▶ _TASK INSTRUCTIONS_
Return only what lies between the first line of the entries and the line containing "let table = OrderedTable::from_unique_tokens(state.itos)?;", both lines included.

[RECORD EXCERPTS]

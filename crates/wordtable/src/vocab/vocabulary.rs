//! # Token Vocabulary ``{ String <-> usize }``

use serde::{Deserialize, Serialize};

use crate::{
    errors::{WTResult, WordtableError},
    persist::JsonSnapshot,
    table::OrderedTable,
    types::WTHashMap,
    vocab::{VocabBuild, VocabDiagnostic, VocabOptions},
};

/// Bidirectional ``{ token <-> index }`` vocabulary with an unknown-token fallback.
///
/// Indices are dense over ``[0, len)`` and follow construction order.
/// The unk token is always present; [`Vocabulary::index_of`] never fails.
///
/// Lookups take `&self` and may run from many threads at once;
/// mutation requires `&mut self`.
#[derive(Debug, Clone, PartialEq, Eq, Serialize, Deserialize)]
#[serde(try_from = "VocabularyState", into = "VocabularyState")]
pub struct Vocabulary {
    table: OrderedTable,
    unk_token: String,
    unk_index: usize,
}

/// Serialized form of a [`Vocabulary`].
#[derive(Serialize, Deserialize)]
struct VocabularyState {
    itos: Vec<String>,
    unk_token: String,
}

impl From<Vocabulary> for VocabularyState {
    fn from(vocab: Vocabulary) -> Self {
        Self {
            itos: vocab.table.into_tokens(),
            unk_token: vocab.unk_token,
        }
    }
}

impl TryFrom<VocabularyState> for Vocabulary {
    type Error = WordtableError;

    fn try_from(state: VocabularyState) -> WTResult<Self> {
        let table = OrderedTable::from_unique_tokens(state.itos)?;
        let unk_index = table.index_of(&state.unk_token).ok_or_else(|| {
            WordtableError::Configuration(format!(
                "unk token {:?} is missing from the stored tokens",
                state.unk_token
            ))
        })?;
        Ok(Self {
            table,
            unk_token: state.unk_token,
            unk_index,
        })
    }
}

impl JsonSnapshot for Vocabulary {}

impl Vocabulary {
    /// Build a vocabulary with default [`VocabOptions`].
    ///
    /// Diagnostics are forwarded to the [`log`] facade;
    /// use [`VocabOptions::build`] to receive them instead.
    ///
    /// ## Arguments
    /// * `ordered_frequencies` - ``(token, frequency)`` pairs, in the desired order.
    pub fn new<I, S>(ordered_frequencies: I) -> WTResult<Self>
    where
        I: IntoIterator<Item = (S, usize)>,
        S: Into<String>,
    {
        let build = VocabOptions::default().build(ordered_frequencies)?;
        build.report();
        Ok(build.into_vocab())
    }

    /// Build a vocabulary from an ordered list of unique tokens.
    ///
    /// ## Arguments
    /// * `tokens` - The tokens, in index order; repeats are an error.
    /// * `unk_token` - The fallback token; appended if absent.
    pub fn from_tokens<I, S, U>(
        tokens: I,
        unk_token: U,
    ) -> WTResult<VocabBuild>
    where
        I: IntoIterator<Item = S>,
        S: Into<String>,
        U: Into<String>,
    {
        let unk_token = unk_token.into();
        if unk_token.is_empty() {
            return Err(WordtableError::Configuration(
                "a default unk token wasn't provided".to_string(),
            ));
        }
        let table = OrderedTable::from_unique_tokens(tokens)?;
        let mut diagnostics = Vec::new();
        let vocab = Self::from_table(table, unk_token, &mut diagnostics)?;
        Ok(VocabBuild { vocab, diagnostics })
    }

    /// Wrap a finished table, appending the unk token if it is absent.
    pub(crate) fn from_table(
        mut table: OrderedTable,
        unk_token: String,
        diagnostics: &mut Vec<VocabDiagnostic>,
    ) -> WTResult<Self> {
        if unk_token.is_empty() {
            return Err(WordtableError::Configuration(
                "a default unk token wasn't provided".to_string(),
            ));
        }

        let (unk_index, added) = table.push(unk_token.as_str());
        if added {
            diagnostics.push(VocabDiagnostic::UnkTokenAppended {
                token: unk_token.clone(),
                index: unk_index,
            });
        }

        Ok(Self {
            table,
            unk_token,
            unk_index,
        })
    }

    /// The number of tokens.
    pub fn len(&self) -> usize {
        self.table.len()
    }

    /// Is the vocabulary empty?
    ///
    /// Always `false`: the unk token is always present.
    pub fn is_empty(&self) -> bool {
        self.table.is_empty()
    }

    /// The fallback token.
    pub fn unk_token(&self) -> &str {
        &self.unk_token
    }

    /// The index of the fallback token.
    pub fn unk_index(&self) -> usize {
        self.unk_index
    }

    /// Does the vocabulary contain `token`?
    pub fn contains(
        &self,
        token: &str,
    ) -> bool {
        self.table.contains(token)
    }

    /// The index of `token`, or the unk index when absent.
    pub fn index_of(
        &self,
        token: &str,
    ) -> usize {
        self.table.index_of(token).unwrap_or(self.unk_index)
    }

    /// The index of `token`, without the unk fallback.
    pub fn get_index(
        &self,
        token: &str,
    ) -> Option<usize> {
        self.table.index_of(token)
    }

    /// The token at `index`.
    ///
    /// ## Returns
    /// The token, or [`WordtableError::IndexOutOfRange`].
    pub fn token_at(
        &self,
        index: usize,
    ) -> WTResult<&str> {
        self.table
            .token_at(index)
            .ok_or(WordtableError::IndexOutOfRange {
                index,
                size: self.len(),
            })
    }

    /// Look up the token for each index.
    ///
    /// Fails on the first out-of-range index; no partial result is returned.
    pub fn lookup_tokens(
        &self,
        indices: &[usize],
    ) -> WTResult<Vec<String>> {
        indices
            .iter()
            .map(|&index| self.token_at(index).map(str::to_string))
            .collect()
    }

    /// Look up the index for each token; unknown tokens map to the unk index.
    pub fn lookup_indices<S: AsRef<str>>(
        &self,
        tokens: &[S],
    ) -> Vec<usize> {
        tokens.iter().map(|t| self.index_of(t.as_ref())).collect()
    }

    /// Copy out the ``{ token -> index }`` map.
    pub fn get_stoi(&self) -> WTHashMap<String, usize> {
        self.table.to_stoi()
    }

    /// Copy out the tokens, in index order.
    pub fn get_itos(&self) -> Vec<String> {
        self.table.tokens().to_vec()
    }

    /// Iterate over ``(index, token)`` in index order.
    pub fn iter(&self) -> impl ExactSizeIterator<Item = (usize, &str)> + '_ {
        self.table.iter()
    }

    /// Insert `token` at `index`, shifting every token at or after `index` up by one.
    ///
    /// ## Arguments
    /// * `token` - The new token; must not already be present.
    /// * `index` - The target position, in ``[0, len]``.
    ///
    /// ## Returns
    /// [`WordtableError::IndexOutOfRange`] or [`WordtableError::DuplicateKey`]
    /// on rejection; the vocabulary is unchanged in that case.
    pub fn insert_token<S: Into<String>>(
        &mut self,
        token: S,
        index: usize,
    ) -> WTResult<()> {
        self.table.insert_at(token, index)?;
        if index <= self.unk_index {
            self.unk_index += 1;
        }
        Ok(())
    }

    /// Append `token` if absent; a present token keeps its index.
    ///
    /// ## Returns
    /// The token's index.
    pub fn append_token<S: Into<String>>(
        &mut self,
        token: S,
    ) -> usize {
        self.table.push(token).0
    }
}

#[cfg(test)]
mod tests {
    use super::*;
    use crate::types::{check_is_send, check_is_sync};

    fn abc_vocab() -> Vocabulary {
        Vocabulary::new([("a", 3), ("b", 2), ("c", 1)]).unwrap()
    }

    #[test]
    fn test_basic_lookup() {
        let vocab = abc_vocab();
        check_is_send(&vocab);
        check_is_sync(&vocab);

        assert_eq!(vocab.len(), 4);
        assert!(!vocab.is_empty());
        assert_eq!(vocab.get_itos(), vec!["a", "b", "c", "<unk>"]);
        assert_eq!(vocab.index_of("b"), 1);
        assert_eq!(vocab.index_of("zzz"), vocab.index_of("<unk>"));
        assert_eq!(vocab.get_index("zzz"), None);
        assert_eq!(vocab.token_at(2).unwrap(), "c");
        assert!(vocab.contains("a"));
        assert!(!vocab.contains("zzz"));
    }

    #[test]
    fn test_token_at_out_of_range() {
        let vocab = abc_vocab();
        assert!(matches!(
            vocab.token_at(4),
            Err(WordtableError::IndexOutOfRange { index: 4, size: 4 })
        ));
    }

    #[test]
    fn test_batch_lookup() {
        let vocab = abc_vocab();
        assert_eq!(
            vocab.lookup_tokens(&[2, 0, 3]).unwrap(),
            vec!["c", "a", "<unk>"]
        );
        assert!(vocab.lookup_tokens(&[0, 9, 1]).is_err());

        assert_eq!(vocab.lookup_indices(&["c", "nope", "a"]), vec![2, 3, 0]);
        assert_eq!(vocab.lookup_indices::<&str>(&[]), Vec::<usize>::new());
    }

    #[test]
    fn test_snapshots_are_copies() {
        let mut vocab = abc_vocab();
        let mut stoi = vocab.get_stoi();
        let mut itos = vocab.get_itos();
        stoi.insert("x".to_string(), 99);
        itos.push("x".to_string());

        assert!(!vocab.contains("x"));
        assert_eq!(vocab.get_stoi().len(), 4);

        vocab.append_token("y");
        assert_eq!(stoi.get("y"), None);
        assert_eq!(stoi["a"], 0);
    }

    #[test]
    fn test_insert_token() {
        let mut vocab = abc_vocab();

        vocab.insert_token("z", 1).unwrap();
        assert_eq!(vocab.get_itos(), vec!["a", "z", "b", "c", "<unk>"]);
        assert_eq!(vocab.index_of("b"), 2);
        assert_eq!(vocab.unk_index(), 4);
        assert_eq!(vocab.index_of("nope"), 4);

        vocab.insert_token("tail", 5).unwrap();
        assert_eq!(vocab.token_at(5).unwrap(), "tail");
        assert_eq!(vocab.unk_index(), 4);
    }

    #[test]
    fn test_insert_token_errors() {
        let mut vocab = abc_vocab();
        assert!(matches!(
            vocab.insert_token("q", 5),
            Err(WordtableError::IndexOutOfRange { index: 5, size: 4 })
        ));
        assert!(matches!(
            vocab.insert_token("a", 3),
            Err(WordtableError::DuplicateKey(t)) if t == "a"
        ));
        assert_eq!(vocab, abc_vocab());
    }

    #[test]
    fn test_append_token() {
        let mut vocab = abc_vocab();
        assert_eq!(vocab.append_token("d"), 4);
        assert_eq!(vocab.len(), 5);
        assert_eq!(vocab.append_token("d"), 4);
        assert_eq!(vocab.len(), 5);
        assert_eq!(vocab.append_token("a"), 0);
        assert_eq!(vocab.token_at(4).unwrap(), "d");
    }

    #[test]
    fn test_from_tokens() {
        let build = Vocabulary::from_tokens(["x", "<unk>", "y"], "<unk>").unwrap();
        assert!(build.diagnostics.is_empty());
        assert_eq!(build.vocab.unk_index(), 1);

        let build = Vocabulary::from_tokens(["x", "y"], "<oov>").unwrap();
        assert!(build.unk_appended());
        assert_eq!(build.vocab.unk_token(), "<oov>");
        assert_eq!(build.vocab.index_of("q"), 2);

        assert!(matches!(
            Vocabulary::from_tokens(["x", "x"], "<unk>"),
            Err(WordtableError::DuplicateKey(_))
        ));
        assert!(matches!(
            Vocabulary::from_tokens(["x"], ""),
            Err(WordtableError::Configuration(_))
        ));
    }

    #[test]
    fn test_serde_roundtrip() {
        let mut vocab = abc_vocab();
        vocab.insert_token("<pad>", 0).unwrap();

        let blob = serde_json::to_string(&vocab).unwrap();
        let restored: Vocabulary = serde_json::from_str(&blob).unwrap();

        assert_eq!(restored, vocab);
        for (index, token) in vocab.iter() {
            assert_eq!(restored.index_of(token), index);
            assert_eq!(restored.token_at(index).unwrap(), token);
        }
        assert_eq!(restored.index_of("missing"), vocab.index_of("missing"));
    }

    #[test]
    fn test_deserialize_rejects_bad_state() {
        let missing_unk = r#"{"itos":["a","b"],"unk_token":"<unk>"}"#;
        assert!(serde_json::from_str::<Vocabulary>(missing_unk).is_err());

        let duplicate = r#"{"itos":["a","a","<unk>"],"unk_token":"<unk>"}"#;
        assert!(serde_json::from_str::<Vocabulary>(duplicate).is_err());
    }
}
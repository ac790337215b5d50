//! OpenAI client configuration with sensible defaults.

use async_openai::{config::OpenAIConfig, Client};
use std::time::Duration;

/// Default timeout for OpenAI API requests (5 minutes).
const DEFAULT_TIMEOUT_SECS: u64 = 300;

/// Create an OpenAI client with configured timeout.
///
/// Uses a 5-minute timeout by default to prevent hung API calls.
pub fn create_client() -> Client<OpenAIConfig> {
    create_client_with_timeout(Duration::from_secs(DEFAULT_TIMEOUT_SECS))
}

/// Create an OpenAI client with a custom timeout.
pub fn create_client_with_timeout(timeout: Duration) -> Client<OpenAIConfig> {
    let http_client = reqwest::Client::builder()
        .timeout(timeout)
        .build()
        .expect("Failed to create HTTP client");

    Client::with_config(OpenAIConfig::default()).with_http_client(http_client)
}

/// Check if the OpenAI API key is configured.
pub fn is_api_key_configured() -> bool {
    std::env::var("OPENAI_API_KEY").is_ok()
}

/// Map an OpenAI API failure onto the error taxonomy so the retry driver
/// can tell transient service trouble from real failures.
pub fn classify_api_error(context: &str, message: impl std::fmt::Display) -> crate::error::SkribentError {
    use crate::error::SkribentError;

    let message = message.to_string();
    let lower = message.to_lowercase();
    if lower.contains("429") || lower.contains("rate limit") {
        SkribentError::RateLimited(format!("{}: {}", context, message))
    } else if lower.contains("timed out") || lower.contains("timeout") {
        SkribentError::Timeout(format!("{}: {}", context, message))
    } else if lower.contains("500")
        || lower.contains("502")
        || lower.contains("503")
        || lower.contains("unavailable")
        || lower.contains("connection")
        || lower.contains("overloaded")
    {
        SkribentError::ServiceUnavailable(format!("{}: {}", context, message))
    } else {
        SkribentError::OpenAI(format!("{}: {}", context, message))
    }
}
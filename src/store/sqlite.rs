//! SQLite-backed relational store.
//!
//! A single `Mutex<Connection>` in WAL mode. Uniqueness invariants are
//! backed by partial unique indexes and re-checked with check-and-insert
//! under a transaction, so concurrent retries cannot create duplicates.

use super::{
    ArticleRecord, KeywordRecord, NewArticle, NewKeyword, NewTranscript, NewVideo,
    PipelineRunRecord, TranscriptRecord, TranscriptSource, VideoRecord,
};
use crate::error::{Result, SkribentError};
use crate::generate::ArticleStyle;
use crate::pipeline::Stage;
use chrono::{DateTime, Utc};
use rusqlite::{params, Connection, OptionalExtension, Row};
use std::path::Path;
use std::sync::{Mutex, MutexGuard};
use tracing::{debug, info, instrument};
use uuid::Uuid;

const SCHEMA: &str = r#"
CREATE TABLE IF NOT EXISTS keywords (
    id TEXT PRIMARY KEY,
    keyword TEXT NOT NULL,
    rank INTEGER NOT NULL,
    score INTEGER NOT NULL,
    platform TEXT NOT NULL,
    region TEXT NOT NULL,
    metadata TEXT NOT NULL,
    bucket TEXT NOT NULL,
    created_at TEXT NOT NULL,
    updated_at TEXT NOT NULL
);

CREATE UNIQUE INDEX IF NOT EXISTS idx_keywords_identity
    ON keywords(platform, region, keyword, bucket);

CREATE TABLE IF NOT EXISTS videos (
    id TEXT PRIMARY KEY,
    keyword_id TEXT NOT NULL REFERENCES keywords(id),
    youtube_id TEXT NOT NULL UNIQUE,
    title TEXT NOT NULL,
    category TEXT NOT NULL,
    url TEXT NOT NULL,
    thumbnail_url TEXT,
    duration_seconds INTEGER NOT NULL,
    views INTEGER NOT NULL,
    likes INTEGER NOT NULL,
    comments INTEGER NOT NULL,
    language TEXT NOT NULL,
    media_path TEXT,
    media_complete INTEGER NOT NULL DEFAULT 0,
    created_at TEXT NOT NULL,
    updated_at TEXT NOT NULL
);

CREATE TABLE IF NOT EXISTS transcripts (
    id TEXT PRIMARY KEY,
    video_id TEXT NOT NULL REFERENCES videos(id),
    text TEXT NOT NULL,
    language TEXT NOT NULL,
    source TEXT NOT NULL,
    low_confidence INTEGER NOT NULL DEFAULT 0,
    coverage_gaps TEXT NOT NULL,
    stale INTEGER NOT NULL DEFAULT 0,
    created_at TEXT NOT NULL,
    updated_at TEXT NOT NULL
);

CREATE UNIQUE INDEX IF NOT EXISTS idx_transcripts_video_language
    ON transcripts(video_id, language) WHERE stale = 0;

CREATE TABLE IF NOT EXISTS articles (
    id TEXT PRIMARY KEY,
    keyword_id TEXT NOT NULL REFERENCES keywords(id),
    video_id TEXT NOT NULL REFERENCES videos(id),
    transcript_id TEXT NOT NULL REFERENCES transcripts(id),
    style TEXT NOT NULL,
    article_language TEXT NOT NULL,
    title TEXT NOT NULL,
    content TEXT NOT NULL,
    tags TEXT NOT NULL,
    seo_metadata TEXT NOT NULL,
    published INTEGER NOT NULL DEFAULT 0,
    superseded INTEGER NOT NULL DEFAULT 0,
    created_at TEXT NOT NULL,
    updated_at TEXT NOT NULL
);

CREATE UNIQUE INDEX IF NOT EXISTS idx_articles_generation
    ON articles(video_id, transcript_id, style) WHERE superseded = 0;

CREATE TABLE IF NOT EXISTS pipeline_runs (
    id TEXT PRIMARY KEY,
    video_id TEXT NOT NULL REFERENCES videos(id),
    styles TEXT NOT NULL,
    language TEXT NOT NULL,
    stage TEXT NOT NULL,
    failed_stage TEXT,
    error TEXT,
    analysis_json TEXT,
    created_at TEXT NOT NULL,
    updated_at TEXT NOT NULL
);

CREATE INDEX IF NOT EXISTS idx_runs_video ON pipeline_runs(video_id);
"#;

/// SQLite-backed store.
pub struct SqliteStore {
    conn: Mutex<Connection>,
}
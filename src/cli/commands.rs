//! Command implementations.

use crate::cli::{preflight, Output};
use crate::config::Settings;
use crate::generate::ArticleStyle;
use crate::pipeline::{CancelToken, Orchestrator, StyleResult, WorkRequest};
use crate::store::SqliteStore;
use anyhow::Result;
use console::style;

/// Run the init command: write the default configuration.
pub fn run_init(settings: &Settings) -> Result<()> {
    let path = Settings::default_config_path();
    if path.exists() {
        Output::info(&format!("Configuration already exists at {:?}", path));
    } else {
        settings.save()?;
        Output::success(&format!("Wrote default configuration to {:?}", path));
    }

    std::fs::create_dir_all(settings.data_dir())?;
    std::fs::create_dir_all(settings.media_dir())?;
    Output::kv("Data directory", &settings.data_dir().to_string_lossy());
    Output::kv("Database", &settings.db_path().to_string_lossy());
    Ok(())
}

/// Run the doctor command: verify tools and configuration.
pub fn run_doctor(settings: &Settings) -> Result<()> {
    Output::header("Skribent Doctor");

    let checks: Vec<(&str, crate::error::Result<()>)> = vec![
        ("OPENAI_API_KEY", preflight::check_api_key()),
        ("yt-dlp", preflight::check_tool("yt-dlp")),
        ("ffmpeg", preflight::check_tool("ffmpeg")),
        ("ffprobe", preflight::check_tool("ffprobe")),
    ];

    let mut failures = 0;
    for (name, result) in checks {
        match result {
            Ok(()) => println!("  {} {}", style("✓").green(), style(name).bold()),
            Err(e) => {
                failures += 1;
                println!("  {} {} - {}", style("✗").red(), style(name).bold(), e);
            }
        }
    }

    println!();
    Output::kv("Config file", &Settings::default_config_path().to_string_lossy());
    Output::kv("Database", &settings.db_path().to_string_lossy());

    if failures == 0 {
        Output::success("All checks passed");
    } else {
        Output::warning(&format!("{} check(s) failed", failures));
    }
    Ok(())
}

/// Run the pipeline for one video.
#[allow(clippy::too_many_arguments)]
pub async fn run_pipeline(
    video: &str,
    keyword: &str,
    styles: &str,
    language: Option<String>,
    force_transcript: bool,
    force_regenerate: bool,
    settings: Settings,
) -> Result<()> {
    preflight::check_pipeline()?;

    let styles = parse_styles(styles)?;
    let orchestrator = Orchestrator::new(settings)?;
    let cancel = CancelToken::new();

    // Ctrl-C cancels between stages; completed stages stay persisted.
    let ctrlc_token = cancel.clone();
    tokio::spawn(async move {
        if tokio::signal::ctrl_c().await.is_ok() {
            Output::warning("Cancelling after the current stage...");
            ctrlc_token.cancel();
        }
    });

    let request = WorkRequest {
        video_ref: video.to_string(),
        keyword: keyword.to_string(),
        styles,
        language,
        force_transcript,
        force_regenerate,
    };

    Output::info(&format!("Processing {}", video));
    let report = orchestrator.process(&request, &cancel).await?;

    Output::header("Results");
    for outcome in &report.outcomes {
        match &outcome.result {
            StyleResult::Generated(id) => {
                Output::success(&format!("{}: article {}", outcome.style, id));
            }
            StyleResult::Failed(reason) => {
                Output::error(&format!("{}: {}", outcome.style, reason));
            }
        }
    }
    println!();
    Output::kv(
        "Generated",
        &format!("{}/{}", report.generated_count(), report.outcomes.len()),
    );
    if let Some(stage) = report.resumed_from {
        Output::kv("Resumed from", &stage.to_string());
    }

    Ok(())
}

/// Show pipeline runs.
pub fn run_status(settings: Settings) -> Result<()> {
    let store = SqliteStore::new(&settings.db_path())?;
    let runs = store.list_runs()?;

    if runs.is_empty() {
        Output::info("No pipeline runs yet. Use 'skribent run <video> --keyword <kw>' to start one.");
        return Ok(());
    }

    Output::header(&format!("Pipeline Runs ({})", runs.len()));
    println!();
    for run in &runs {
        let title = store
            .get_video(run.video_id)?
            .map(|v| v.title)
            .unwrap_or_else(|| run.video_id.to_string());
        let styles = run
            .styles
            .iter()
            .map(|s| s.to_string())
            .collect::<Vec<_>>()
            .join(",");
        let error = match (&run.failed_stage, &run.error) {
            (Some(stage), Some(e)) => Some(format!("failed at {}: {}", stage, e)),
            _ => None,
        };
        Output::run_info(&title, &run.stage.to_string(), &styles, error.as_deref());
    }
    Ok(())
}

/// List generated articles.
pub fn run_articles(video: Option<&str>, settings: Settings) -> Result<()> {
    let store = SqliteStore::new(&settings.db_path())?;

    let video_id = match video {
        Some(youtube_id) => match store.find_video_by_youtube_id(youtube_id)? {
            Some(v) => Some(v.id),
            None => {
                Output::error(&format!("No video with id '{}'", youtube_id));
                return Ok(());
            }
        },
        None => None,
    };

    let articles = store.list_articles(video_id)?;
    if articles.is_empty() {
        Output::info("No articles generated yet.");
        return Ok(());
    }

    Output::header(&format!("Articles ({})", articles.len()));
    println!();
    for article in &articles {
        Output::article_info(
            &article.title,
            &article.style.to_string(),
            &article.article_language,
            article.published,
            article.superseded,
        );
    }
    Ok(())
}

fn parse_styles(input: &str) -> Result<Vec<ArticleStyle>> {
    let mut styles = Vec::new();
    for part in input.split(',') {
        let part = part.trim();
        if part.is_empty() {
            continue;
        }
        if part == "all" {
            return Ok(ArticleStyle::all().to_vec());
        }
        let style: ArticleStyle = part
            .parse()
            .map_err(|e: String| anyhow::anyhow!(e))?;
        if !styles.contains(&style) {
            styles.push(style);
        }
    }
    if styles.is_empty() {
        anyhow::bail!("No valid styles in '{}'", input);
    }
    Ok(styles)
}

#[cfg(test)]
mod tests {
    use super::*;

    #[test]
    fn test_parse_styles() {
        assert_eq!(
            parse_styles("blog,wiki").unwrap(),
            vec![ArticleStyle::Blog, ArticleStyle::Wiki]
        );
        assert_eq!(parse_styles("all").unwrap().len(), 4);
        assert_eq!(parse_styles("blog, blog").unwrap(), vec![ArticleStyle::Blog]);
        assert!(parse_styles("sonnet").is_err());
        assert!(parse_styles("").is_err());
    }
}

[/RECORD EXCERPTS]

▶ _OUTPUT_
filename crates/wordtable/src/vocab/vocabulary.rs
//! # Token Vocabulary ``{ String <-> usize }``

use serde::{Deserialize, Serialize};

use crate::{
    errors::{WTResult, WordtableError},
    persist::JsonSnapshot,
    table::OrderedTable,
    types::WTHashMap,
    vocab::{VocabBuild, VocabDiagnostic, VocabOptions},
};

/// Bidirectional ``{ token <-> index }`` vocabulary with an unknown-token fallback.
///
/// Indices are dense over ``[0, len)`` and follow construction order.
/// The unk token is always present; [`Vocabulary::index_of`] never fails.
///
/// Lookups take `&self` and may run from many threads at once;
/// mutation requires `&mut self`.
#[derive(Debug, Clone, PartialEq, Eq, Serialize, Deserialize)]
#[serde(try_from = "VocabularyState", into = "VocabularyState")]
pub struct Vocabulary {
    table: OrderedTable,
    unk_token: String,
    unk_index: usize,
}

/// Serialized form of a [`Vocabulary`].
#[derive(Serialize, Deserialize)]
struct VocabularyState {
    itos: Vec<String>,
    unk_token: String,
}

impl From<Vocabulary> for VocabularyState {
    fn from(vocab: Vocabulary) -> Self {
        Self {
            itos: vocab.table.into_tokens(),
            unk_token: vocab.unk_token,
        }
    }
}

impl TryFrom<VocabularyState> for Vocabulary {
    type Error = WordtableError;

    fn try_from(state: VocabularyState) -> WTResult<Self> {
        let table = OrderedTable::from_unique_tokens(state.itos)?;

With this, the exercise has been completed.